An early adherent of the anthropic principle—the notion that the universe contains conditions ideal for the development of living beings—Peacocke concluded that a likely explanation for the existence of life was the existence of a supreme being. As advances in astronomy shed new light on what scientists knew about the creation of the universe and advances in genetics forced scientists to grapple with new ethical considerations, Peacocke maintained that it was time for science and theology to work together to draw meaning and guidance from what was being learned. Most scientists dismissed attempts to integrate faith and science because of a lack of proof of a supreme being, but Peacocke countered that theologians had successfully used supporting evidence for their claims in the same fashion that scientists did for theirs.

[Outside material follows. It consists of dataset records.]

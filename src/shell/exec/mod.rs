mod capture;
mod resolution;
mod types;

use std::convert::Infallible;
use std::ffi::CString;
use std::path::{Path, PathBuf};
use std::sync::atomic::{AtomicBool, Ordering};

use nix::errno::Errno;
use nix::libc::c_int;
use nix::sys::signal::{SaFlags, SigAction, SigHandler, SigSet, Signal, sigaction};
use nix::sys::wait::{WaitStatus, waitpid};
use nix::unistd::{ForkResult, Pid, execve, fork};
use tracing::debug;

pub use resolution::resolve_program_path;
pub use types::{CapturedOutput, CommandRequest, ExecResult, ProgramResolutionError};

use crate::error::{BootstrapError, Result};
use crate::shell::env::SessionEnv;

/// Everything the bootstrap flows need from the operating system's process
/// layer. The real implementation forks and execs; tests substitute a fake.
pub trait CommandRunner {
    /// Locate a program the way a shell would, using the session PATH
    fn resolve(
        &self,
        program: &str,
        env: &SessionEnv,
    ) -> std::result::Result<PathBuf, ProgramResolutionError> {
        resolve_program_path(program, env)
    }

    /// Run a program in the foreground with the terminal attached
    fn run(&mut self, request: &CommandRequest, env: &SessionEnv) -> Result<ExecResult>;

    /// Run a program with stdout and stderr collected
    fn capture(&mut self, request: &CommandRequest, env: &SessionEnv) -> Result<CapturedOutput>;
}

/// Runs programs with fork/execve, passing the session environment
#[derive(Debug, Default)]
pub struct SystemRunner;

impl SystemRunner {
    pub fn new() -> Self {
        Self
    }
}

impl CommandRunner for SystemRunner {
    fn run(&mut self, request: &CommandRequest, env: &SessionEnv) -> Result<ExecResult> {
        let prepared = PreparedExec::new(&*self, request, env)?;
        debug!(command = %request, path = %prepared.path_display(), "running");

        let guard = InterruptGuard::install()?;
        let result = match unsafe { fork() } {
            Ok(ForkResult::Parent { child }) => wait_for_child(child, &request.program),
            Ok(ForkResult::Child) => prepared.exec_in_child(),
            Err(e) => Err(BootstrapError::Exec {
                program: request.program.clone(),
                reason: format!("fork failed: {}", e),
            }),
        };
        guard.check()?;
        result
    }

    fn capture(&mut self, request: &CommandRequest, env: &SessionEnv) -> Result<CapturedOutput> {
        let prepared = PreparedExec::new(&*self, request, env)?;
        debug!(command = %request, path = %prepared.path_display(), "capturing");

        let guard = InterruptGuard::install()?;
        let result = capture::run_captured(&prepared, &request.program);
        guard.check()?;
        result
    }
}

/// Replace the current process with `program` (the launcher hand-off).
///
/// Only returns if execve itself fails.
pub fn replace_process(program: &Path, args: &[String], env: &SessionEnv) -> Result<Infallible> {
    let request = CommandRequest::new(program.to_string_lossy()).args(args.iter().cloned());
    let prepared = PreparedExec::from_path(program.to_path_buf(), &request, env)?;
    debug!(command = %request, "handing off");

    match execve(&prepared.path, &prepared.argv, &prepared.envp) {
        Ok(never) => match never {},
        Err(e) => Err(BootstrapError::Exec {
            program: request.program,
            reason: e.to_string(),
        }),
    }
}

/// Everything execve needs, built before forking so the child does no
/// allocation-heavy work and errors surface in the parent.
pub(crate) struct PreparedExec {
    path: CString,
    argv: Vec<CString>,
    envp: Vec<CString>,
}

impl PreparedExec {
    fn new<R: CommandRunner + ?Sized>(
        runner: &R,
        request: &CommandRequest,
        env: &SessionEnv,
    ) -> Result<Self> {
        let path = runner
            .resolve(&request.program, env)
            .map_err(|e| BootstrapError::Exec {
                program: request.program.clone(),
                reason: e.message().to_string(),
            })?;
        Self::from_path(path, request, env)
    }

    fn from_path(path: PathBuf, request: &CommandRequest, env: &SessionEnv) -> Result<Self> {
        let nul_error = |what: &str| BootstrapError::Exec {
            program: request.program.clone(),
            reason: format!("{} contains a null byte", what),
        };

        let path = CString::new(path.to_string_lossy().as_bytes())
            .map_err(|_| nul_error("program path"))?;

        // argv[0] is the program name as given, not the full path
        let mut argv = Vec::with_capacity(request.args.len() + 1);
        argv.push(CString::new(request.program.as_str()).map_err(|_| nul_error("program name"))?);
        for arg in &request.args {
            argv.push(CString::new(arg.as_str()).map_err(|_| nul_error("argument"))?);
        }

        Ok(Self {
            path,
            argv,
            envp: env.to_envp(),
        })
    }

    fn path_display(&self) -> String {
        self.path.to_string_lossy().into_owned()
    }

    /// Exec the prepared program in a forked child (never returns)
    pub(crate) fn exec_in_child(&self) -> ! {
        if let Err(err) = execve(&self.path, &self.argv, &self.envp) {
            eprintln!("Failed to execute {}: {}", self.path_display(), err);
        }
        std::process::exit(127);
    }
}

/// Wait for a child and convert its status to an ExecResult
pub(crate) fn wait_for_child(child: Pid, program: &str) -> Result<ExecResult> {
    loop {
        match waitpid(child, None) {
            Ok(WaitStatus::Exited(_pid, exit_code)) => {
                return Ok(ExecResult {
                    exit_code: exit_code as u8,
                });
            }
            Ok(WaitStatus::Signaled(_pid, signal, _core_dump)) => {
                return Ok(ExecResult {
                    exit_code: 128 + (signal as i32) as u8,
                });
            }
            Ok(_) => continue,
            Err(Errno::EINTR) => continue,
            Err(e) => {
                return Err(BootstrapError::Exec {
                    program: program.to_string(),
                    reason: format!("waitpid failed: {}", e),
                });
            }
        }
    }
}

static INTERRUPTED: AtomicBool = AtomicBool::new(false);

extern "C" fn record_interrupt(_signal: c_int) {
    INTERRUPTED.store(true, Ordering::SeqCst);
}

/// Keeps SIGINT from killing this process while a child runs in the
/// foreground. The child still receives the interrupt; afterwards the flow
/// stops with [`BootstrapError::Interrupted`]. Dropping the guard puts the
/// previous disposition back, so Ctrl-C at a later prompt behaves normally.
struct InterruptGuard {
    previous: SigAction,
}

impl InterruptGuard {
    fn install() -> Result<Self> {
        INTERRUPTED.store(false, Ordering::SeqCst);
        // A caught signal is reset to the default in the child on execve
        let action = SigAction::new(
            SigHandler::Handler(record_interrupt),
            SaFlags::SA_RESTART,
            SigSet::empty(),
        );
        let previous = unsafe { sigaction(Signal::SIGINT, &action) }
            .map_err(|e| BootstrapError::io("failed to install SIGINT handler", e.into()))?;
        Ok(Self { previous })
    }

    fn check(&self) -> Result<()> {
        if INTERRUPTED.load(Ordering::SeqCst) {
            return Err(BootstrapError::Interrupted);
        }
        Ok(())
    }
}

impl Drop for InterruptGuard {
    fn drop(&mut self) {
        if let Err(e) = unsafe { sigaction(Signal::SIGINT, &self.previous) } {
            debug!(error = %e, "failed to restore SIGINT disposition");
        }
    }
}
use std::os::unix::fs::PermissionsExt;
use std::path::{Path, PathBuf};

use super::super::env::SessionEnv;
use super::types::ProgramResolutionError;

/// Find `program` the way `execvp` would, but against the session PATH
/// rather than this process's own.
///
/// A name containing `/` is used as-is. Otherwise the first executable file
/// in the PATH directories wins; empty entries are ignored.
pub fn resolve_program_path(
    program: &str,
    env: &SessionEnv,
) -> Result<PathBuf, ProgramResolutionError> {
    if program.contains('/') {
        let path = PathBuf::from(program);

        if !path.exists() {
            return Err(ProgramResolutionError::NoSuchFile(format!(
                "{}: No such file or directory",
                program
            )));
        }

        if !is_executable(&path) {
            return Err(ProgramResolutionError::PermissionDenied(format!(
                "{}: Permission denied",
                program
            )));
        }

        return Ok(path);
    }

    for dir in env.path_dirs() {
        if dir.as_os_str().is_empty() {
            continue;
        }

        let candidate = dir.join(program);
        if candidate.is_file() && is_executable(&candidate) {
            return Ok(candidate);
        }
    }

    Err(ProgramResolutionError::NotFound(format!(
        "{}: command not found",
        program
    )))
}

fn is_executable(path: &Path) -> bool {
    std::fs::metadata(path)
        .map(|metadata| metadata.permissions().mode() & 0o111 != 0)
        .unwrap_or(false)
}

#[cfg(test)]
mod tests {
    use super::*;
    use crate::shell::env::EnvValue;
    use std::fs;

    fn write_script(dir: &Path, name: &str, mode: u32) -> PathBuf {
        let path = dir.join(name);
        fs::write(&path, "#!/bin/sh\nexit 0\n").unwrap();
        fs::set_permissions(&path, fs::Permissions::from_mode(mode)).unwrap();
        path
    }

    fn env_with_dirs(dirs: &[&Path]) -> SessionEnv {
        let mut env = SessionEnv::new();
        env.set(
            "PATH",
            EnvValue::List(
                dirs.iter()
                    .map(|d| EnvValue::FilePath(d.to_path_buf()))
                    .collect(),
            ),
        );
        env
    }

    #[test]
    fn first_match_on_path_wins() {
        let first = tempfile::tempdir().unwrap();
        let second = tempfile::tempdir().unwrap();
        let expected = write_script(first.path(), "python3", 0o755);
        write_script(second.path(), "python3", 0o755);

        let env = env_with_dirs(&[first.path(), second.path()]);
        assert_eq!(resolve_program_path("python3", &env).unwrap(), expected);
    }

    #[test]
    fn non_executable_files_are_skipped() {
        let first = tempfile::tempdir().unwrap();
        let second = tempfile::tempdir().unwrap();
        write_script(first.path(), "pip3", 0o644);
        let expected = write_script(second.path(), "pip3", 0o755);

        let env = env_with_dirs(&[first.path(), second.path()]);
        assert_eq!(resolve_program_path("pip3", &env).unwrap(), expected);
    }

    #[test]
    fn missing_program_is_not_found() {
        let dir = tempfile::tempdir().unwrap();
        let env = env_with_dirs(&[dir.path()]);
        let err = resolve_program_path("ffmpeg", &env).unwrap_err();
        assert!(matches!(err, ProgramResolutionError::NotFound(_)));
        assert_eq!(err.to_string(), "ffmpeg: command not found");
    }

    #[test]
    fn literal_path_must_be_executable() {
        let dir = tempfile::tempdir().unwrap();
        let script = write_script(dir.path(), "run.sh", 0o644);
        let err = resolve_program_path(script.to_str().unwrap(), &SessionEnv::new()).unwrap_err();
        assert!(matches!(err, ProgramResolutionError::PermissionDenied(_)));
    }
}
//! Error taxonomy for the install and launch flows.

use std::path::PathBuf;

use thiserror::Error;

/// Result alias used throughout the bootstrapper.
pub type Result<T> = std::result::Result<T, BootstrapError>;

/// Exit code used when the user interrupts a prompt or a child process.
pub const EXIT_INTERRUPTED: i32 = 130;

/// Everything that can stop the bootstrap.
///
/// Only fatal conditions are represented here. Non-fatal conditions (a missing
/// template, an optional library that could not be installed) are reported as
/// warnings by the component that hits them and never become an error value.
#[derive(Debug, Error)]
pub enum BootstrapError {
    /// A required tool is missing or too old.
    #[error("{tool} {problem}")]
    Environment {
        /// Display name of the tool, e.g. `Python`.
        tool: String,
        /// What is wrong, including the minimum version when relevant.
        problem: String,
        /// Suggested fix shown under the error.
        hint: Option<String>,
    },

    /// The isolated environment could not be created or activated.
    #[error("isolated environment at {}: {reason}", path.display())]
    Provisioning { path: PathBuf, reason: String },

    /// The package manager returned a failure.
    #[error("dependency installation failed ({reason}); check {}", manifest.display())]
    Installation { manifest: PathBuf, reason: String },

    /// The tool settings or the configuration file could not be used.
    #[error("configuration error in {}: {reason}", path.display())]
    Configuration { path: PathBuf, reason: String },

    /// A library required for core functionality is not installed.
    #[error("required library `{module}` is not available ({purpose})")]
    MissingDependency { module: String, purpose: String },

    /// The user interrupted a prompt or a running child.
    #[error("interrupted")]
    Interrupted,

    /// A program could not be started.
    #[error("failed to execute {program}: {reason}")]
    Exec { program: String, reason: String },

    #[error("{context}: {source}")]
    Io {
        context: String,
        #[source]
        source: std::io::Error,
    },
}

impl BootstrapError {
    /// Process exit code for this error.
    pub fn exit_code(&self) -> i32 {
        match self {
            BootstrapError::Interrupted => EXIT_INTERRUPTED,
            _ => 1,
        }
    }

    /// Remediation text printed below the error, if any.
    pub fn hint(&self) -> Option<&str> {
        match self {
            BootstrapError::Environment { hint, .. } => hint.as_deref(),
            BootstrapError::MissingDependency { .. } => {
                Some("Run surf-install to reinstall the dependencies")
            }
            _ => None,
        }
    }

    pub(crate) fn io(context: impl Into<String>, source: std::io::Error) -> Self {
        BootstrapError::Io {
            context: context.into(),
            source,
        }
    }
}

Peacocke compared the relationship between science and religion to that of two helical strands of DNA. He felt that the searches for intelligibility and for meaning were necessary, complementary approaches to answering the same questions about the nature of existence.

Peacocke promulgated these views, among others, in books that include Science and the Christian Experiment (1971), Intimations of Reality: Critical Realism in Science and Religion (1984), Theology for a Scientific Age (1990), From DNA to DEAN: Reflections and Explorations of a Priest-Scientist (1996), and Paths from Science Towards God: The End of All Our Exploring (2001). The posthumously published All That Is: A Naturalistic Faith for the Twenty-first Century (2007), composed as he was dying of cancer, contains a summation of Peacocke’s beliefs, as well as responses from noted theologians and scientists.

In 1993 Peacocke was made a member of the Order of the British Empire. He was awarded the Templeton Prize for Progress in Religion in 2001.